Erica Cornejo and Craig Salstein in Rodeo
© Rosalie O'Connor


If, at the ballet's rollicking opening, where the cowboys vie for the attention of the beribboned and bonneted girls, some of ABT's men looked a bit sheepish (as they did last year as prehistoric Russian warriors in 'Polovtsian Dances'), they soon bestrode their imaginary steeds and whirled their imaginary lariats with a winning gusto. Here, the cleverness and wit of de Mille's vocabulary the men appear to move effortlessly between walking and riding, yet you can almost see their horses is quite stunning, even today. (Of course she borrowed more than a bit from Eugene Loring's 'Billy the Kid,' but that's another story.) The Cowgirl a role de Mille created for herself must prance and ride with the best of the cowhands, yet also convey moments when her wild mount rushes out of control, scattering the cowboys like flies, or terrifying the proper and beauteous womenfolk. Here, Erica Cornejo, sister to ABT's wonderful Herman Cornejo, had her first chance to shine in a lead role (she's spent most of her career at ABT marking time in such things as the pas de trois from 'Swan Lake'). Coached by Christine Sarry, herself a notable Cowgirl, Cornejo is a whirlwind in jeans and boots, both virtuosic and wild as she attempts to control her invisible mount, yet reduced to speechless shyness when confronting the matinee-idol Head Wrangler (played to self-satisfied perfection by Isaac Stappas). De Mille created some sweet and telling mannerisms for the Cowgirl. Cornejo mastered the Cowgirl's plucky way of hitching up her pants by her beltbuckle (which surfaces at the Saturday Night Dance, when she tries to pull up a non-existant belt on her dress), but I wanted more vehemence in the way she would slap the Roper or Wrangler on their chests when overcome by emotion. I wanted her to smack harder, like it was the manifestation of an emotional volcano also, the delicious moment when the Cowgirl smacks the Wrangler and realizes with horror what she's just done seems to have slipped away from this production.
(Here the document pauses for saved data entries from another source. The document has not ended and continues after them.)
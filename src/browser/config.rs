use std::path::PathBuf;

/// Options for launching a new browser instance
#[derive(Debug, Clone)]
pub struct LaunchOptions {
    /// Run the browser without a window
    pub headless: bool,

    /// Browser window width in pixels
    pub window_width: u32,

    /// Browser window height in pixels
    pub window_height: u32,

    /// Custom Chrome/Chromium binary
    pub chrome_path: Option<PathBuf>,

    /// Persistent profile directory, so a logged-in LMS session survives restarts
    pub user_data_dir: Option<PathBuf>,

    /// Enable the Chrome sandbox
    pub sandbox: bool,
}

impl Default for LaunchOptions {
    fn default() -> Self {
        Self {
            headless: true,
            window_width: 1280,
            window_height: 900,
            chrome_path: None,
            user_data_dir: None,
            sandbox: true,
        }
    }
}

impl LaunchOptions {
    pub fn new() -> Self {
        Self::default()
    }

    /// Set headless mode
    pub fn headless(mut self, headless: bool) -> Self {
        self.headless = headless;
        self
    }

    /// Set window size
    pub fn window_size(mut self, width: u32, height: u32) -> Self {
        self.window_width = width;
        self.window_height = height;
        self
    }

    /// Set Chrome binary path
    pub fn chrome_path(mut self, path: impl Into<PathBuf>) -> Self {
        self.chrome_path = Some(path.into());
        self
    }

    /// Set user data directory
    pub fn user_data_dir(mut self, dir: impl Into<PathBuf>) -> Self {
        self.user_data_dir = Some(dir.into());
        self
    }

    /// Set sandbox mode
    pub fn sandbox(mut self, sandbox: bool) -> Self {
        self.sandbox = sandbox;
        self
    }
}

/// Options for attaching to a running browser
#[derive(Debug, Clone)]
pub struct ConnectionOptions {
    /// DevTools WebSocket URL
    pub ws_url: String,

    /// Connection timeout in milliseconds
    pub timeout: u64,
}

impl ConnectionOptions {
    pub fn new(ws_url: impl Into<String>) -> Self {
        Self {
            ws_url: ws_url.into(),
            timeout: 30_000,
        }
    }

    /// Set connection timeout in milliseconds
    pub fn timeout(mut self, timeout: u64) -> Self {
        self.timeout = timeout;
        self
    }
}
use crate::browser::config::{ConnectionOptions, LaunchOptions};
use crate::dom::{DomTree, Mutation};
use crate::error::{AutofillError, Result};
use crate::quiz::page::QuizPage;
use headless_chrome::{Browser, Tab};
use log::{debug, warn};
use serde::Deserialize;
use std::{ffi::OsStr, sync::Arc, time::Duration};

const SNAPSHOT_JS: &str = include_str!("snapshot_dom.js");
const COMMIT_JS: &str = include_str!("commit_mutations.js");

/// What the commit script reports for one batch
#[derive(Debug, Default, Deserialize)]
struct CommitReport {
    applied: usize,
    #[serde(default)]
    missing: Vec<String>,
}

/// Split a journal into batches separated by step markers
///
/// Each batch is paired with whether a step marker closed it.
fn step_batches(journal: Vec<Mutation>) -> Vec<(Vec<Mutation>, bool)> {
    let mut batches = Vec::new();
    let mut current = Vec::new();
    for mutation in journal {
        if let Mutation::Step { .. } = mutation {
            batches.push((std::mem::take(&mut current), true));
        } else {
            current.push(mutation);
        }
    }
    if !current.is_empty() {
        batches.push((current, false));
    }
    batches
}

/// Browser session that manages a Chrome/Chromium instance
pub struct BrowserSession {
    /// The underlying headless_chrome Browser instance
    browser: Browser,
}

impl BrowserSession {
    /// Launch a new browser instance with the given options
    pub fn launch(options: LaunchOptions) -> Result<Self> {
        let mut launch_opts = headless_chrome::LaunchOptions::default();

        // Quiz platforms may refuse automated browsers
        launch_opts.ignore_default_args.push(OsStr::new("--enable-automation"));
        launch_opts.args.push(OsStr::new("--disable-blink-features=AutomationControlled"));

        // Keep the browser alive while the user works through a quiz
        launch_opts.idle_browser_timeout = Duration::from_secs(60 * 60);

        launch_opts.headless = options.headless;
        launch_opts.window_size = Some((options.window_width, options.window_height));
        if let Some(path) = options.chrome_path {
            launch_opts.path = Some(path);
        }
        if let Some(dir) = options.user_data_dir {
            launch_opts.user_data_dir = Some(dir);
        }
        launch_opts.sandbox = options.sandbox;

        let browser = Browser::new(launch_opts).map_err(|e| AutofillError::LaunchFailed(e.to_string()))?;

        browser
            .new_tab()
            .map_err(|e| AutofillError::LaunchFailed(format!("Failed to create tab: {}", e)))?;

        Ok(Self { browser })
    }

    /// Connect to an existing browser instance via WebSocket
    pub fn connect(options: ConnectionOptions) -> Result<Self> {
        let browser = Browser::connect(options.ws_url).map_err(|e| AutofillError::ConnectionFailed(e.to_string()))?;

        Ok(Self { browser })
    }

    /// Launch a browser with default options
    pub fn new() -> Result<Self> {
        Self::launch(LaunchOptions::default())
    }

    /// Get the active tab
    pub fn tab(&self) -> Result<Arc<Tab>> {
        self.get_active_tab()
    }

    /// Get all tabs
    pub fn get_tabs(&self) -> Result<Vec<Arc<Tab>>> {
        let tabs = self
            .browser
            .get_tabs()
            .lock()
            .map_err(|e| AutofillError::TabOperationFailed(format!("Failed to get tabs: {}", e)))?
            .clone();

        Ok(tabs)
    }

    fn tab_matches(tab: &Tab, expression: &str) -> bool {
        match tab.evaluate(expression, false) {
            Ok(remote_object) => remote_object.value.and_then(|v| v.as_bool()).unwrap_or(false),
            Err(e) => {
                debug!("Failed to check tab status: {}", e);
                false
            }
        }
    }

    /// Get the currently active tab by checking the document visibility and focus state
    pub fn get_active_tab(&self) -> Result<Arc<Tab>> {
        let tabs = self.get_tabs()?;

        let focused = tabs
            .iter()
            .find(|tab| Self::tab_matches(tab, "document.visibilityState === 'visible' && document.hasFocus()"));
        let visible = || {
            tabs.iter()
                .find(|tab| Self::tab_matches(tab, "document.visibilityState === 'visible'"))
        };

        focused
            .or_else(visible)
            .or_else(|| tabs.last())
            .cloned()
            .ok_or_else(|| AutofillError::TabOperationFailed("No active tab found".to_string()))
    }

    /// Get the underlying Browser instance
    pub fn browser(&self) -> &Browser {
        &self.browser
    }

    /// Navigate to a URL using the active tab
    pub fn navigate(&self, url: &str) -> Result<()> {
        self.tab()?
            .navigate_to(url)
            .map_err(|e| AutofillError::NavigationFailed(format!("Failed to navigate to {}: {}", url, e)))?;

        Ok(())
    }

    /// Wait for navigation to complete
    pub fn wait_for_navigation(&self) -> Result<()> {
        self.tab()?
            .wait_until_navigated()
            .map_err(|e| AutofillError::NavigationFailed(format!("Navigation timeout: {}", e)))?;

        Ok(())
    }

    /// Evaluate a script that returns a JSON string
    fn evaluate_json(&self, tab: &Tab, script: &str) -> Result<String> {
        let result = tab
            .evaluate(script, false)
            .map_err(|e| AutofillError::EvaluationFailed(e.to_string()))?;

        let value = result
            .value
            .ok_or_else(|| AutofillError::EvaluationFailed("Script returned no value".to_string()))?;

        serde_json::from_value(value)
            .map_err(|e| AutofillError::EvaluationFailed(format!("Script did not return a JSON string: {}", e)))
    }

    /// Snapshot the active tab's DOM
    pub fn snapshot_dom(&self) -> Result<DomTree> {
        let tab = self.tab()?;
        let json = self
            .evaluate_json(&tab, SNAPSHOT_JS)
            .map_err(|e| AutofillError::DomParseFailed(format!("Failed to execute DOM snapshot script: {}", e)))?;

        let tree = DomTree::from_json(&json)?;
        debug!("Snapshot holds {} elements", tree.count_elements());
        Ok(tree)
    }

    /// Replay a tree's journal in the active tab, pausing at each step marker
    pub fn commit_journal(&self, tree: &mut DomTree, step_delay: Duration) -> Result<usize> {
        let journal = tree.take_journal();
        if journal.is_empty() {
            return Ok(0);
        }
        let tab = self.tab()?;

        let mut applied = 0;
        for (batch, paced) in step_batches(journal) {
            if !batch.is_empty() {
                let payload = serde_json::to_string(&batch)?;
                let script = format!("({})({})", COMMIT_JS.trim(), payload);
                let json = self.evaluate_json(&tab, &script)?;
                let report: CommitReport = serde_json::from_str(&json)?;

                if !report.missing.is_empty() {
                    warn!("{} page nodes vanished before replay: {:?}", report.missing.len(), report.missing);
                }
                applied += report.applied;
            }
            if paced && !step_delay.is_zero() {
                std::thread::sleep(step_delay);
            }
        }

        debug!("Replayed {} mutations into the page", applied);
        Ok(applied)
    }

    /// Close all tabs
    pub fn close(&self) -> Result<()> {
        // The browser process ends when the Browser is dropped
        let tabs = self.get_tabs()?;
        for tab in tabs {
            let _ = tab.close(false);
        }
        Ok(())
    }
}

impl QuizPage for BrowserSession {
    fn url(&self) -> Result<String> {
        Ok(self.tab()?.get_url())
    }

    fn snapshot(&self) -> Result<DomTree> {
        self.snapshot_dom()
    }

    fn commit(&self, tree: &mut DomTree, step_delay: Duration) -> Result<usize> {
        self.commit_journal(tree, step_delay)
    }

    fn navigate(&self, url: &str) -> Result<()> {
        BrowserSession::navigate(self, url)?;
        self.wait_for_navigation()
    }
}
As the Champion Roper, Craig Salstein, a wonderful dancer who's wasted hoisting goblets during ABT's Met season, showed the charisma and ease onstage he displayed two years ago in 'Fancy Free,' and last year in 'Three Virgins and a Devil.' He shone in the tap-dancing solo with which he wins the Cowgirl's attentions back from the Wrangler. Of course, 'Rodeo' has a happy, boisterous, and, dare I say it, timeless ending, a wild, leaping hoedown whose infectious high-spirits sent me out onto 55th Street humming bits of 'Oklahoma,' and looking forward to seeing still more performances of this underrated classic.